Polyakov continued with the following statement.

>It is convenient to introduce instead of the worldline vector $\lambda(\tau)$, the worldline scalar Lagrange multiplier $\alpha(\tau)$:
$$\begin{align} \lambda(\tau)&\equiv\alpha(\tau)h(\tau)^{-1/2} \nonumber\\ \alpha(\tau)&\rightarrow\alpha(f(\tau)) \tag{9.11} \end{align}$$
So that:
$$\begin{align} &\mathscr{H}(x,y)[h(\tau)] \nonumber\\ &=\int\mathscr{D}\alpha(\tau)e^{i\int_{0}^{1}d\tau\alpha(\tau)\sqrt{h(\tau)}}\int_{x}^{y}\mathscr{D}x(\tau)\exp\left(-i\int_{0}^{1}d\tau\frac{\alpha(\tau)\dot{x}^{2}(\tau)}{\sqrt{h(\tau)}}\right) \tag{9.12} \end{align}$$

My first question is about equation (9.12).
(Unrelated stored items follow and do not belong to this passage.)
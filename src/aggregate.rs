//! The streaming accumulator: one pass over accepted runs, folding every
//! qualifying station into flat, explicitly-keyed frequency and sample
//! tables. Tables grow with key cardinality (character x act x combat x
//! card, character x enemy), never with run count; per-run working state is
//! dropped as soon as a run is folded in.

use crate::catalog::Catalogs;
use crate::model::{MutationOp, Run, StationType};
use std::collections::{HashMap, HashSet};
use strum_macros::Display;

/// Outcome-table group: every card's with/without samples live under one of
/// these.
#[derive(Debug, Clone, PartialEq, Eq, Hash)]
pub struct GroupKey {
    pub character: String,
    pub act: u32,
    pub combat: StationType,
}

/// Node-selection key: one map position on a character's route.
#[derive(Debug, Clone, PartialEq, Eq, Hash)]
pub struct NodeKey {
    pub character: String,
    pub act: u32,
    pub level: u32,
}

/// Node-detail / event-action key: a map position plus the station kind
/// observed there.
#[derive(Debug, Clone, PartialEq, Eq, Hash)]
pub struct DetailKey {
    pub character: String,
    pub act: u32,
    pub level: u32,
    pub station_type: StationType,
}

#[derive(Debug, Clone, PartialEq, Eq, Hash)]
pub struct EnemyKey {
    pub character: String,
    pub act: u32,
    pub enemy: String,
}

#[derive(Debug, Clone, Copy, PartialEq, Eq, Hash, Display)]
pub enum ItemKind {
    Card,
    Exhibit,
}

/// Mutation-event classification: operation x item kind, e.g. `Add_Card`.
#[derive(Debug, Clone, Copy, PartialEq, Eq, Hash)]
pub struct EventKey {
    pub op: MutationOp,
    pub kind: ItemKind,
}

impl EventKey {
    pub fn label(&self) -> String {
        format!("{}_{}", self.op, self.kind)
    }
}

/// Raw (turns, hp-loss) observations for one side of the with/without split.
#[derive(Debug, Clone, Default)]
pub struct SampleList {
    pub turns: Vec<f64>,
    pub hp_loss: Vec<f64>,
}

impl SampleList {
    pub fn len(&self) -> usize {
        self.turns.len()
    }

    pub fn is_empty(&self) -> bool {
        self.turns.is_empty()
    }
}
What Polyakov did there is boldly replace the integral measure $\mathscr{D}\lambda$ by $\mathscr{D}\alpha$. Didn't he miss the Jacobian factor?
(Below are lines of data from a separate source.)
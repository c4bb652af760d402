//! Serde data model for the run-log archive.
//!
//! The archive is untrusted community-contributed data: every field is
//! defaulted so a record missing optional parts still deserializes, and the
//! filter rejects records missing the parts that matter.

use serde::de::Deserializer;
use serde::{Deserialize, Serialize};
use strum_macros::{Display, EnumString};

/// Kind of node visited during a run.
///
/// `Unknown` absorbs node kinds this tool does not model; they still
/// participate in the per-station stat tracker but produce no table rows.
#[derive(Debug, Clone, Copy, Default, PartialEq, Eq, Hash, Display, EnumString)]
pub enum StationType {
    Enemy,
    EliteEnemy,
    Boss,
    Shop,
    Gap,
    Adventure,
    Supply,
    Trade,
    Entry,
    Select,
    #[default]
    Unknown,
}

impl StationType {
    pub fn is_combat(self) -> bool {
        matches!(self, Self::Enemy | Self::EliteEnemy | Self::Boss)
    }

    /// Station kinds where card/exhibit mutation events are meaningful.
    pub fn is_mutation_site(self) -> bool {
        matches!(
            self,
            Self::Shop
                | Self::Gap
                | Self::Adventure
                | Self::Supply
                | Self::Boss
                | Self::Enemy
                | Self::EliteEnemy
                | Self::Trade
                | Self::Entry
        )
    }
}

impl<'de> Deserialize<'de> for StationType {
    fn deserialize<D: Deserializer<'de>>(deserializer: D) -> Result<Self, D::Error> {
        let s = String::deserialize(deserializer)?;
        Ok(s.parse().unwrap_or(StationType::Unknown))
    }
}

impl Serialize for StationType {
    fn serialize<S: serde::Serializer>(&self, serializer: S) -> Result<S::Ok, S::Error> {
        serializer.collect_str(self)
    }
}

/// Deck/exhibit mutation operation. `Unknown` operations are ignored.
#[derive(Debug, Clone, Copy, Default, PartialEq, Eq, Hash, Display, EnumString)]
pub enum MutationOp {
    Add,
    Remove,
    Upgrade,
    #[default]
    Unknown,
}

impl<'de> Deserialize<'de> for MutationOp {
    fn deserialize<D: Deserializer<'de>>(deserializer: D) -> Result<Self, D::Error> {
        let s = String::deserialize(deserializer)?;
        Ok(s.parse().unwrap_or(MutationOp::Unknown))
    }
}

impl Serialize for MutationOp {
    fn serialize<S: serde::Serializer>(&self, serializer: S) -> Result<S::Ok, S::Error> {
        serializer.collect_str(self)
    }
}

/// One complete playthrough record.
#[derive(Debug, Clone, Default, Deserialize)]
#[serde(default)]
pub struct Run {
    #[serde(rename = "Name")]
    pub player: Option<String>,
    #[serde(rename = "Character")]
    pub character: Option<String>,
    #[serde(rename = "PlayerType")]
    pub player_type: String,
    #[serde(rename = "Version")]
    pub version: String,
    #[serde(rename = "Stations")]
    pub stations: Vec<Station>,
    #[serde(rename = "Result")]
    pub outcome: RunOutcome,
    #[serde(rename = "Cards_log")]
    pub cards_log: Vec<MutationEvent>,
    #[serde(rename = "Exhibits_log")]
    pub exhibits_log: Vec<MutationEvent>,
}

impl Run {
    /// Aggregation key: character name with the player-type tag appended
    /// (e.g. `SakuyaTypeA`). `None` when the character field is missing.
    pub fn character_key(&self) -> Option<String> {
        self.character
            .as_ref()
            .map(|c| format!("{}{}", c, self.player_type))
    }
}

/// Terminal state of a run: the final deck and exhibit lists.
#[derive(Debug, Clone, Default, Deserialize)]
#[serde(default)]
pub struct RunOutcome {
    #[serde(rename = "Cards")]
    pub cards: Vec<OwnedCard>,
    #[serde(rename = "Exhibits")]
    pub exhibits: Vec<String>,
}

/// One physical card copy in the terminal deck.
#[derive(Debug, Clone, Default, Deserialize)]
#[serde(default)]
pub struct OwnedCard {
    #[serde(rename = "Id")]
    pub id: String,
    #[serde(rename = "IsUpgraded")]
    pub is_upgraded: bool,
}

/// One visited node, in visitation order.
#[derive(Debug, Clone, Default, Deserialize)]
#[serde(default)]
pub struct Station {
    #[serde(rename = "Type")]
    pub station_type: StationType,
    #[serde(rename = "Node")]
    pub node: NodeRef,
    #[serde(rename = "Status")]
    pub status: Status,
    #[serde(rename = "Data")]
    pub data: StationData,
    /// Enemy group id, present on combat stations.
    #[serde(rename = "Id")]
    pub enemy_id: Option<String>,
}

/// Map coordinates of a station: act 1-4 and level within the act.
#[derive(Debug, Clone, Copy, Default, Deserialize)]
#[serde(default)]
pub struct NodeRef {
    #[serde(rename = "Act")]
    pub act: Option<u32>,
    #[serde(rename = "Level")]
    pub level: Option<u32>,
}

/// Player state snapshot at a station. Missing fields read as zero.
#[derive(Debug, Clone, Copy, Default, Deserialize)]
#[serde(default)]
pub struct Status {
    #[serde(rename = "Hp")]
    pub hp: i64,
    #[serde(rename = "Power")]
    pub power: i64,
    #[serde(rename = "Money")]
    pub money: i64,
}

/// Station-type-specific payload. Only the fields this tool reads are kept.
#[derive(Debug, Clone, Default, Deserialize)]
#[serde(default)]
pub struct StationData {
    #[serde(rename = "Rounds")]
    pub rounds: Option<i64>,
    #[serde(rename = "Choice")]
    pub choice: Option<String>,
}

/// One deck/exhibit mutation, anchored to the station index it happened at.
#[derive(Debug, Clone, Default, Deserialize)]
#[serde(default)]
pub struct MutationEvent {
    #[serde(rename = "Station")]
    pub station: Option<i64>,
    #[serde(rename = "Type")]
    pub op: MutationOp,
    #[serde(rename = "Id")]
    pub id: String,
}

#[cfg(test)]
mod tests {
    use super::*;

    #[test]
    fn unknown_station_type_does_not_fail_parsing() {
        let s: Station = serde_json::from_str(r#"{"Type":"SomeFutureNode"}"#).unwrap();
        assert_eq!(s.station_type, StationType::Unknown);
    }

    #[test]
    fn run_parses_with_missing_fields() {
        let run: Run = serde_json::from_str(r#"{"Character":"Sakuya"}"#).unwrap();
        assert_eq!(run.character_key().unwrap(), "Sakuya");
        assert!(run.stations.is_empty());
    }

    #[test]
    fn character_key_appends_player_type() {
        let run: Run =
            serde_json::from_str(r#"{"Character":"Cirno","PlayerType":"TypeB"}"#).unwrap();
        assert_eq!(run.character_key().unwrap(), "CirnoTypeB");
    }
}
$$\mathscr{D}\lambda=\mathscr{D}\alpha\det\left(\frac{\delta\lambda}{\delta\alpha}\right)$$

My second question is the following.

He introduced another parameter $t$, called proper time, defined as

> $$\begin{align} t\equiv\int_{0}^{\tau}\sqrt{h(s)}ds;\quad T\equiv t(1) \tag{9.13} \end{align}$$
and so
$$\begin{align} &\mathscr{H}(x,y)[h(\tau)]\equiv\mathscr{H}(x,y;T) \nonumber\\ &=\int\mathscr{D}\alpha\exp i\int_{0}^{T}\alpha(t)dt\int_{x}^{y}\mathscr{D}x\exp-i\int_{0}^{T}\alpha(t)\dot{x}^{2}(t)dt \tag{9.14} \end{align}$$

Can anybody tell me how he derived the equation (9.14) via using the "proper time" parameter $t$?

I also posted my question here here.